I want to talk today about the significance of grit. Grit is the quality that enables individuals
to work hard and stick to their long term passions and goals.
I encourage you to reflect on your passions and what you want to
accomplish in life from this day forward.
It is extremely important that you are passionate in whatever line of
work you enter. That is what will drive
you towards personal and professional success.
I am very interested in understanding how some students make it in life
when they have everything stacked up against them. What is that allows students with every at
risk factor to succeed?
Angela Lee Duckworth is a researcher and has been conducting ground
breaking studies on grit. Grit is
optimism. To be gritty is to be resilient in the face of failure or
adversity. So when times get tough,
which they will, or they have already – How do you respond?
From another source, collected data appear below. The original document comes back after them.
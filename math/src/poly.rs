//! Dense univariate polynomials over floating-point scalars.
//!
//! Coefficients are stored in ascending index order, so `coeffs[i]` weights
//! `x^i`. A polynomial is immutable after construction; workers that need
//! their own instance clone the coefficient vector and rebuild.

use std::fmt;
use std::str::FromStr;

use num_traits::Float;
use rand::distr::uniform::SampleUniform;
use rand::Rng;

use crate::error::ParsePolynomialError;

/// Represents a polynomial `a0 + a1*x + a2*x^2 + ...`.
#[derive(Clone, Debug, PartialEq)]
pub struct Polynomial<F> {
    coeffs: Vec<F>,
}

/// Construct a [`Polynomial`] from coefficients in ascending index order.
///
/// # Examples
///
/// ```
/// use math::prelude::*;
///
/// let p: Polynomial<f32> = poly![1.0, 2.0, 3.0];
/// assert_eq!(p.degree(), 2);
/// ```
#[macro_export]
macro_rules! poly {
    ($c:expr; $n:expr) => {
        $crate::poly::Polynomial::new(vec![$c; $n])
    };
    ($($c:expr),* $(,)?) => {
        $crate::poly::Polynomial::new(vec![$($c),*])
    };
}

impl<F: Float> Polynomial<F> {
    /// Initialize polynomial with the given coefficients.
    pub fn new(coeffs: Vec<F>) -> Self {
        Self { coeffs }
    }

    /// Coefficients in ascending index order.
    pub fn coefficients(&self) -> &[F] {
        &self.coeffs
    }

    /// Consume the polynomial and return its coefficient vector.
    pub fn into_coefficients(self) -> Vec<F> {
        self.coeffs
    }

    /// Number of stored terms, including zero coefficients.
    pub fn term_count(&self) -> usize {
        self.coeffs.len()
    }

    /// Degree of the polynomial; `-1` for the empty polynomial.
    pub fn degree(&self) -> isize {
        self.coeffs.len() as isize - 1
    }

    /// Check whether every coefficient is zero.
    pub fn is_zero(&self) -> bool {
        self.coeffs.iter().all(|c| c.is_zero())
    }

    /// Evaluate the polynomial at `x`.
    ///
    /// Accumulates terms in ascending index order, carrying the running
    /// power of `x` alongside the sum.
    pub fn evaluate(&self, x: F) -> F {
        let mut result = F::zero();
        let mut power = F::one();
        for &coeff in &self.coeffs {
            result = result + coeff * power;
            power = power * x;
        }
        result
    }

    /// Value of the single term `coeffs[index] * x^index`.
    ///
    /// Returns zero when `index` is out of range; callers with empty term
    /// ranges rely on this instead of treating it as an error.
    pub fn term_value(&self, index: usize, x: F) -> F {
        match self.coeffs.get(index) {
            None => F::zero(),
            Some(&coeff) => {
                let mut power = F::one();
                for _ in 0..index {
                    power = power * x;
                }
                coeff * power
            }
        }
    }

    /// Generate a random polynomial with `len` coefficients in `[-bound, bound]`.
    pub fn random(len: usize, bound: F) -> Self
    where
        F: SampleUniform,
    {
        let mut rng = rand::rng();
        let coeffs = (0..len).map(|_| rng.random_range(-bound..=bound)).collect();
        Self { coeffs }
    }
}

impl<F: Float> From<Vec<F>> for Polynomial<F> {
    fn from(coeffs: Vec<F>) -> Self {
        Self::new(coeffs)
    }
}

impl<F: Float + FromStr> FromStr for Polynomial<F> {
    type Err = ParsePolynomialError;

    /// Parse whitespace-separated coefficients, `a0` first.
    fn from_str(s: &str) -> Result<Self, Self::Err> {
        let coeffs = s
            .split_whitespace()
            .map(|token| {
                token.parse::<F>().map_err(|_| {
                    ParsePolynomialError::InvalidCoefficient(token.to_string())
                })
            })
            .collect::<Result<Vec<_>, _>>()?;

        if coeffs.is_empty() {
            return Err(ParsePolynomialError::Empty);
        }

        Ok(Self::new(coeffs))
    }
}

impl<F: Float + fmt::Display> fmt::Display for Polynomial<F> {
    /// Render in descending index order, skipping zero coefficients.
    fn fmt(&self, f: &mut fmt::Formatter<'_>) -> fmt::Result {
        let mut wrote = false;
        for (index, &coeff) in self.coeffs.iter().enumerate().rev() {
            if coeff.is_zero() {
                continue;
            }
            if wrote {
                write!(f, " + ")?;
            }
            match index {
                0 => write!(f, "{coeff}")?,
                1 => write!(f, "{coeff}*x")?,
                _ => write!(f, "{coeff}*x^{index}")?,
            }
            wrote = true;
        }
        if !wrote {
            write!(f, "0")?;
        }
        Ok(())
    }
}
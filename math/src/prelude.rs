pub use crate::error::{MathError, ParsePolynomialError};
pub use crate::poly;
pub use crate::poly::Polynomial;
use std::sync::{Arc, Mutex, PoisonError};
use std::time::Duration;

use tokio::sync::watch;
use tokio::task::JoinHandle;
use tokio::time::{interval_at, Instant, MissedTickBehavior};

use super::Slide;

pub const ROTATION_PERIOD: Duration = Duration::from_secs(4);

/// Hero slides with a wrapping cursor.
#[derive(Debug, Clone, Default, PartialEq, Eq)]
pub struct Carousel {
    slides: Vec<Slide>,
    index: usize,
}

impl Carousel {
    pub fn new(slides: Vec<Slide>) -> Self {
        Self { slides, index: 0 }
    }

    pub fn len(&self) -> usize {
        self.slides.len()
    }

    pub fn is_empty(&self) -> bool {
        self.slides.is_empty()
    }

    pub fn index(&self) -> usize {
        self.index
    }

    pub fn current(&self) -> Option<&Slide> {
        self.slides.get(self.index)
    }

    /// Moves to the next slide, wrapping past the last one. No-op when empty.
    pub fn advance(&mut self) -> Option<&Slide> {
        if self.slides.is_empty() {
            return None;
        }
        self.index = (self.index + 1) % self.slides.len();
        self.current()
    }
}

/// Background rotation; dropping the handle stops it.
#[derive(Debug)]
pub struct SlideRotation {
    handle: JoinHandle<()>,
}

impl Drop for SlideRotation {
    fn drop(&mut self) {
        self.handle.abort();
    }
}

/// Advances `carousel` every `period` and publishes the new index.
///
/// Returns `None` for an empty carousel: there is nothing to rotate and no timer is started.
pub fn spawn_rotation(
    carousel: Arc<Mutex<Carousel>>,
    period: Duration,
) -> Option<(SlideRotation, watch::Receiver<usize>)> {
    let start = {
        let guard = carousel.lock().unwrap_or_else(PoisonError::into_inner);
        if guard.is_empty() {
            return None;
        }
        guard.index()
    };

    let (sender, receiver) = watch::channel(start);
    let handle = tokio::spawn(async move {
        let mut ticks = interval_at(Instant::now() + period, period);
        ticks.set_missed_tick_behavior(MissedTickBehavior::Delay);
        loop {
            ticks.tick().await;
            let index = {
                let mut guard = carousel.lock().unwrap_or_else(PoisonError::into_inner);
                guard.advance();
                guard.index()
            };
            if sender.send(index).is_err() {
                break;
            }
        }
    });

    Some((SlideRotation { handle }, receiver))
}

#[cfg(test)]
mod tests {
    use super::*;

    fn slides(count: usize) -> Vec<Slide> {
        (0..count)
            .map(|n| Slide {
                id: Some(format!("s{n}")),
                title: format!("Slide {n}"),
                subtitle: String::new(),
                image: None,
            })
            .collect()
    }

    #[test]
    fn advance_wraps_to_first_slide() {
        let mut carousel = Carousel::new(slides(3));
        assert_eq!(carousel.index(), 0);
        carousel.advance();
        carousel.advance();
        assert_eq!(carousel.index(), 2);
        let wrapped = carousel.advance().map(|slide| slide.title.clone());
        assert_eq!(wrapped.as_deref(), Some("Slide 0"));
    }

    #[test]
    fn empty_carousel_never_moves() {
        let mut carousel = Carousel::new(Vec::new());
        assert!(carousel.advance().is_none());
        assert!(carousel.current().is_none());
        assert_eq!(carousel.index(), 0);
    }

    #[tokio::test(start_paused = true)]
    async fn rotation_ticks_every_period() {
        let carousel = Arc::new(Mutex::new(Carousel::new(slides(2))));
        let (rotation, mut updates) =
            spawn_rotation(carousel.clone(), ROTATION_PERIOD).expect("rotation starts");

        let started = Instant::now();
        updates.changed().await.expect("first rotation");
        assert_eq!(*updates.borrow(), 1);
        assert!(started.elapsed() >= ROTATION_PERIOD);

        updates.changed().await.expect("second rotation");
        assert_eq!(*updates.borrow(), 0);
        assert_eq!(carousel.lock().expect("carousel mutex").index(), 0);

        drop(rotation);
    }

    #[tokio::test(start_paused = true)]
    async fn dropping_rotation_stops_timer() {
        let carousel = Arc::new(Mutex::new(Carousel::new(slides(3))));
        let (rotation, mut updates) =
            spawn_rotation(carousel.clone(), ROTATION_PERIOD).expect("rotation starts");

        drop(rotation);
        assert!(updates.changed().await.is_err());
        assert_eq!(carousel.lock().expect("carousel mutex").index(), 0);
    }

    #[tokio::test]
    async fn empty_carousel_starts_no_timer() {
        let carousel = Arc::new(Mutex::new(Carousel::new(Vec::new())));
        assert!(spawn_rotation(carousel, ROTATION_PERIOD).is_none());
    }
}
When you are gritty
you respond with optimism - the belief that if I work hard I can get through this
tough patch.
According to Duckworth grit is also about having consistent interests –
and focused passions over time.
Duckworth studied the relationship
between grit and high achievement at West Point Military Academy. She
compared the Whole Candidate Score which included the SAT, class rank,
leadership ability and physical aptitude in their short questionnaire on grit.
They found that the Whole Candidate Score which was the Army's predictor
of success had no relation on whether a candidate would complete the program.
You see it wasn't about test scores, it was about how resilient the
person was.
Grit predicts success over and beyond talent.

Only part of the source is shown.